Recorded data >>
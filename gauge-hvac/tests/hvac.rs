//! Behaviour of the shared HVAC registry through the public free functions

use gauge_core::dimension::{LENGTH, TIME};
use gauge_core::{DimensionVector, UnitError};
use gauge_hvac::{
    convert, format_units, fr_u, get_dimensionality, get_unit_list, registry, to_u,
};
use pretty_assertions::assert_eq;

fn init_tracing() {
    let _ = tracing_subscriber::fmt().with_test_writer().try_init();
}

fn assert_close(actual: f64, expected: f64, relative: f64) {
    let tolerance = relative * expected.abs().max(1.0);
    assert!(
        (actual - expected).abs() <= tolerance,
        "expected {} but got {}",
        expected,
        actual
    );
}

#[test]
fn fahrenheit_celsius_round_trip() {
    init_tracing();
    for f in [-459.67, -40.0, 0.0, 32.0, 72.5, 212.0, 1000.0] {
        let c = convert(f, "°F", "°C").unwrap();
        let back = convert(c, "°C", "°F").unwrap();
        assert_close(back, f, 1e-9);
    }
    assert_close(convert(212.0, "degF", "degC").unwrap(), 100.0, 1e-9);
    assert_close(convert(-40.0, "°C", "°F").unwrap(), -40.0, 1e-9);
}

#[test]
fn base_round_trip_for_every_unit() {
    init_tracing();
    for unit in registry().unwrap().units() {
        let value = 12.5;
        let base = fr_u(value, &unit.name).unwrap();
        let back = to_u(base, &unit.name).unwrap();
        assert_close(back, value, 1e-9);
    }
}

#[test]
fn dimensionality_equalities() {
    assert_eq!(get_dimensionality("°F"), get_dimensionality("°C"));
    assert_eq!(
        get_dimensionality("kW"),
        get_dimensionality("(lb_m*inch*meter)/(minute^2*day)")
    );
    assert_ne!(get_dimensionality("F"), get_dimensionality("C"));
    assert_eq!(get_dimensionality("%"), get_dimensionality(""));
    assert_eq!(get_dimensionality("h"), get_dimensionality("s"));
    assert_eq!(get_dimensionality("ton_ref"), get_dimensionality("W"));
    assert_eq!(get_dimensionality("in_H2O"), get_dimensionality("Pa"));
    assert_eq!(get_dimensionality("lb_f"), get_dimensionality("N"));
}

#[test]
fn unknown_text_is_dimensionless() {
    assert_eq!(get_dimensionality("cubit"), DimensionVector::dimensionless());
    assert_eq!(get_dimensionality("m **"), DimensionVector::dimensionless());
}

#[test]
fn formatting() {
    let cases = [
        ("degF", "°F"),
        ("m**3/s", "m³/s"),
        ("m**1.5/s", "m¹⋅⁵/s"),
        ("m**2*K/W", "K·m²/W"),
        ("degree", "deg"),
        ("cm**3", "cm³"),
        ("inch_H2O_39F", "inch_H2O_39F"),
        ("cfm", "cfm"),
        ("m²⋅s", "m²·s"),
        ("1000*m", "1000·m"),
    ];
    for (input, expected) in cases {
        assert_eq!(format_units(input).unwrap(), expected, "formatting {}", input);
    }
}

#[test]
fn incompatible_dimensions_are_reported() {
    let err = convert(1.0, "in", "day").unwrap_err();
    assert_eq!(
        err,
        UnitError::IncompatibleDimensions {
            from: "inch".to_string(),
            from_dim: DimensionVector::base(LENGTH),
            to: "day".to_string(),
            to_dim: DimensionVector::base(TIME),
        }
    );
    let message = err.to_string();
    assert!(message.contains("inch"));
    assert!(message.contains("[length]"));
    assert!(message.contains("day"));
    assert!(message.contains("[time]"));
}

#[test]
fn undefined_unit_is_reported() {
    let err = convert(1.0, "cubit", "m").unwrap_err();
    assert_eq!(
        err,
        UnitError::UndefinedUnit {
            name: "cubit".to_string()
        }
    );
    assert!(err.to_string().contains("cubit"));
}

#[test]
fn conversions_to_and_from_si() {
    assert_close(fr_u(-40.0, "°F").unwrap(), fr_u(-40.0, "°C").unwrap(), 1e-9);
    assert_close(fr_u(32.0, "°F").unwrap(), fr_u(0.0, "°C").unwrap(), 1e-9);
    assert_close(to_u(273.15, "°C").unwrap(), 0.0, 1e-9);
    assert_close(fr_u(1.0, "in").unwrap(), 0.0254, 1e-12);
    assert_close(fr_u(3.41241633, "Btu/h").unwrap(), 1.0, 1e-4);
    assert_close(fr_u(1.0, "ton_ref").unwrap(), 3516.8528420666666, 1e-9);
    assert_close(fr_u(1.0, "in_H2O").unwrap(), 249.08193551, 1e-6);
}

#[test]
fn hvac_flow_rates() {
    assert_close(convert(1.0, "cfm", "m**3/s").unwrap(), 4.719474432e-4, 1e-9);
    assert_close(convert(1.0, "gpm", "L/min").unwrap(), 3.785411784, 1e-9);
}

#[test]
fn vectorized_temperatures() {
    let fahrenheit = vec![-40.0, 0.0, 32.0, 68.0, 98.6, 212.0];
    let kelvin = fr_u(fahrenheit.clone(), "°F").unwrap();
    assert_eq!(kelvin.len(), fahrenheit.len());
    for (k, f) in kelvin.iter().zip(&fahrenheit) {
        assert_close(*k, (f - 32.0) * 5.0 / 9.0 + 273.15, 1e-9);
    }

    let celsius = convert(&fahrenheit[..], "°F", "°C").unwrap();
    assert_close(celsius[0], -40.0, 1e-9);
    assert_close(celsius[2], 0.0, 1e-9);
    assert_close(celsius[5], 100.0, 1e-9);

    let fixed = convert([32.0, 212.0], "degF", "K").unwrap();
    assert_close(fixed[0], 273.15, 1e-9);
    assert_close(fixed[1], 373.15, 1e-9);
}

#[test]
fn unit_list_includes_hvac_dimensions() {
    let listing = get_unit_list().unwrap();

    let flow = listing.group_of("cfm").unwrap();
    assert!(flow.aliases.contains(&"[volumetric_flow_rate]".to_string()));
    assert!(flow.units.iter().any(|u| u.name == "gallons_per_minute"));

    let resistance = listing.group_of("R_IP").unwrap();
    assert_eq!(resistance.aliases, vec!["[thermal_resistance]".to_string()]);

    let json: serde_json::Value = serde_json::from_str(&listing.to_json().unwrap()).unwrap();
    assert!(json["groups"].as_array().unwrap().len() == listing.len());
}

#[test]
fn scalar_results_are_plain_numbers() -> Result<(), UnitError> {
    let kelvin = fr_u(70.0, "°F")?;
    assert_close(kelvin - 273.15, 21.111111111111111, 1e-9);
    let rankine = convert(kelvin, "K", "°R")? * 1.0;
    assert_close(rankine, 529.67, 1e-9);
    Ok(())
}

#[test]
fn extreme_exponents_are_contained() {
    init_tracing();
    assert_eq!(get_dimensionality("m**10**30"), DimensionVector::dimensionless());
    assert_eq!(
        get_dimensionality("(m**3037000500)**3037000500"),
        DimensionVector::dimensionless()
    );
    assert_eq!(
        convert(1.0, "(m**3037000500)**3037000500", "m").unwrap_err(),
        UnitError::overflow("(m ** 3037000500) ** 3037000500")
    );
    assert!(matches!(
        convert(1.0, "m**10**30", "m"),
        Err(UnitError::UnitSyntax { .. })
    ));
}

#[test]
fn zero_scale_target_is_rejected() {
    assert_eq!(
        convert(1.0, "m", "0*m").unwrap_err(),
        UnitError::DegenerateUnit {
            unit: "0*m".to_string(),
            scale: 0.0
        }
    );
    assert!(matches!(
        fr_u(1.0, "0 * cfm"),
        Err(UnitError::DegenerateUnit { .. })
    ));
}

Task prompt >>
Return the full listing exactly as written.

Answer space >>
filename gauge-hvac/tests/hvac.rs
//! Behaviour of the shared HVAC registry through the public free functions

use gauge_core::dimension::{LENGTH, TIME};
use gauge_core::{DimensionVector, UnitError};
use gauge_hvac::{
    convert, format_units, fr_u, get_dimensionality, get_unit_list, registry, to_u,
};
use pretty_assertions::assert_eq;

fn init_tracing() {
    let _ = tracing_subscriber::fmt().with_test_writer().try_init();
}

fn assert_close(actual: f64, expected: f64, relative: f64) {
    let tolerance = relative * expected.abs().max(1.0);
    assert!(
        (actual - expected).abs() <= tolerance,
        "expected {} but got {}",
        expected,
        actual
    );
}

#[test]
fn fahrenheit_celsius_round_trip() {
    init_tracing();
    for f in [-459.67, -40.0, 0.0, 32.0, 72.5, 212.0, 1000.0] {
        let c = convert(f, "°F", "°C").unwrap();
        let back = convert(c, "°C", "°F").unwrap();
        assert_close(back, f, 1e-9);
    }
    assert_close(convert(212.0, "degF", "degC").unwrap(), 100.0, 1e-9);
    assert_close(convert(-40.0, "°C", "°F").unwrap(), -40.0, 1e-9);
}

#[test]
fn base_round_trip_for_every_unit() {
    init_tracing();
    for unit in registry().unwrap().units() {
        let value = 12.5;
        let base = fr_u(value, &unit.name).unwrap();
        let back = to_u(base, &unit.name).unwrap();
        assert_close(back, value, 1e-9);
    }
}

#[test]
fn dimensionality_equalities() {
    assert_eq!(get_dimensionality("°F"), get_dimensionality("°C"));
    assert_eq!(
        get_dimensionality("kW"),
        get_dimensionality("(lb_m*inch*meter)/(minute^2*day)")
    );
    assert_ne!(get_dimensionality("F"), get_dimensionality("C"));
    assert_eq!(get_dimensionality("%"), get_dimensionality(""));
    assert_eq!(get_dimensionality("h"), get_dimensionality("s"));
    assert_eq!(get_dimensionality("ton_ref"), get_dimensionality("W"));
    assert_eq!(get_dimensionality("in_H2O"), get_dimensionality("Pa"));
    assert_eq!(get_dimensionality("lb_f"), get_dimensionality("N"));
}

#[test]
fn unknown_text_is_dimensionless() {
    assert_eq!(get_dimensionality("cubit"), DimensionVector::dimensionless());
    assert_eq!(get_dimensionality("m **"), DimensionVector::dimensionless());
}

#[test]
fn formatting() {
    let cases = [
        ("degF", "°F"),
        ("m**3/s", "m³/s"),
        ("m**1.5/s", "m¹⋅⁵/s"),
        ("m**2*K/W", "K·m²/W"),
        ("degree", "deg"),
        ("cm**3", "cm³"),
        ("inch_H2O_39F", "inch_H2O_39F"),
        ("cfm", "cfm"),
        ("m²⋅s", "m²·s"),
        ("1000*m", "1000·m"),
    ];
    for (input, expected) in cases {
        assert_eq!(format_units(input).unwrap(), expected, "formatting {}", input);
    }
}

#[test]
fn incompatible_dimensions_are_reported() {
    let err = convert(1.0, "in", "day").unwrap_err();
    assert_eq!(
        err,
        UnitError::IncompatibleDimensions {
            from: "inch".to_string(),
            from_dim: DimensionVector::base(LENGTH),
            to: "day".to_string(),
            to_dim: DimensionVector::base(TIME),
        }
    );
    let message = err.to_string();
    assert!(message.contains("inch"));
    assert!(message.contains("[length]"));
    assert!(message.contains("day"));
    assert!(message.contains("[time]"));
}

#[test]
fn undefined_unit_is_reported() {
    let err = convert(1.0, "cubit", "m").unwrap_err();
    assert_eq!(
        err,
        UnitError::UndefinedUnit {
            name: "cubit".to_string()
        }
    );
    assert!(err.to_string().contains("cubit"));
}

#[test]
fn conversions_to_and_from_si() {
    assert_close(fr_u(-40.0, "°F").unwrap(), fr_u(-40.0, "°C").unwrap(), 1e-9);
    assert_close(fr_u(32.0, "°F").unwrap(), fr_u(0.0, "°C").unwrap(), 1e-9);
    assert_close(to_u(273.15, "°C").unwrap(), 0.0, 1e-9);
    assert_close(fr_u(1.0, "in").unwrap(), 0.0254, 1e-12);
    assert_close(fr_u(3.41241633, "Btu/h").unwrap(), 1.0, 1e-4);
    assert_close(fr_u(1.0, "ton_ref").unwrap(), 3516.8528420666666, 1e-9);
    assert_close(fr_u(1.0, "in_H2O").unwrap(), 249.08193551, 1e-6);
}

#[test]
fn hvac_flow_rates() {
    assert_close(convert(1.0, "cfm", "m**3/s").unwrap(), 4.719474432e-4, 1e-9);
    assert_close(convert(1.0, "gpm", "L/min").unwrap(), 3.785411784, 1e-9);
}

#[test]
fn vectorized_temperatures() {
    let fahrenheit = vec![-40.0, 0.0, 32.0, 68.0, 98.6, 212.0];
    let kelvin = fr_u(fahrenheit.clone(), "°F").unwrap();
    assert_eq!(kelvin.len(), fahrenheit.len());
    for (k, f) in kelvin.iter().zip(&fahrenheit) {
        assert_close(*k, (f - 32.0) * 5.0 / 9.0 + 273.15, 1e-9);
    }

    let celsius = convert(&fahrenheit[..], "°F", "°C").unwrap();
    assert_close(celsius[0], -40.0, 1e-9);
    assert_close(celsius[2], 0.0, 1e-9);
    assert_close(celsius[5], 100.0, 1e-9);

    let fixed = convert([32.0, 212.0], "degF", "K").unwrap();
    assert_close(fixed[0], 273.15, 1e-9);
    assert_close(fixed[1], 373.15, 1e-9);
}

#[test]
fn unit_list_includes_hvac_dimensions() {
    let listing = get_unit_list().unwrap();

    let flow = listing.group_of("cfm").unwrap();
    assert!(flow.aliases.contains(&"[volumetric_flow_rate]".to_string()));
    assert!(flow.units.iter().any(|u| u.name == "gallons_per_minute"));

    let resistance = listing.group_of("R_IP").unwrap();
    assert_eq!(resistance.aliases, vec!["[thermal_resistance]".to_string()]);

    let json: serde_json::Value = serde_json::from_str(&listing.to_json().unwrap()).unwrap();
    assert!(json["groups"].as_array().unwrap().len() == listing.len());
}

#[test]
fn scalar_results_are_plain_numbers() -> Result<(), UnitError> {
    let kelvin = fr_u(70.0, "°F")?;
    assert_close(kelvin - 273.15, 21.111111111111111, 1e-9);
    let rankine = convert(kelvin, "K", "°R")? * 1.0;
    assert_close(rankine, 529.67, 1e-9);
    Ok(())
}

#[test]
fn extreme_exponents_are_contained() {
    init_tracing();
    assert_eq!(get_dimensionality("m**10**30"), DimensionVector::dimensionless());
    assert_eq!(
        get_dimensionality("(m**3037000500)**3037000500"),
        DimensionVector::dimensionless()
    );
    assert_eq!(
        convert(1.0, "(m**3037000500)**3037000500", "m").unwrap_err(),
        UnitError::overflow("(m ** 3037000500) ** 3037000500")
    );
    assert!(matches!(
        convert(1.0, "m**10**30", "m"),
        Err(UnitError::UnitSyntax { .. })
    ));
}

#[test]
fn zero_scale_target_is_rejected() {
    assert_eq!(
        convert(1.0, "m", "0*m").unwrap_err(),
        UnitError::DegenerateUnit {
            unit: "0*m".to_string(),
            scale: 0.0
        }
    );
    assert!(matches!(
        fr_u(1.0, "0 * cfm"),
        Err(UnitError::DegenerateUnit { .. })
    ));
}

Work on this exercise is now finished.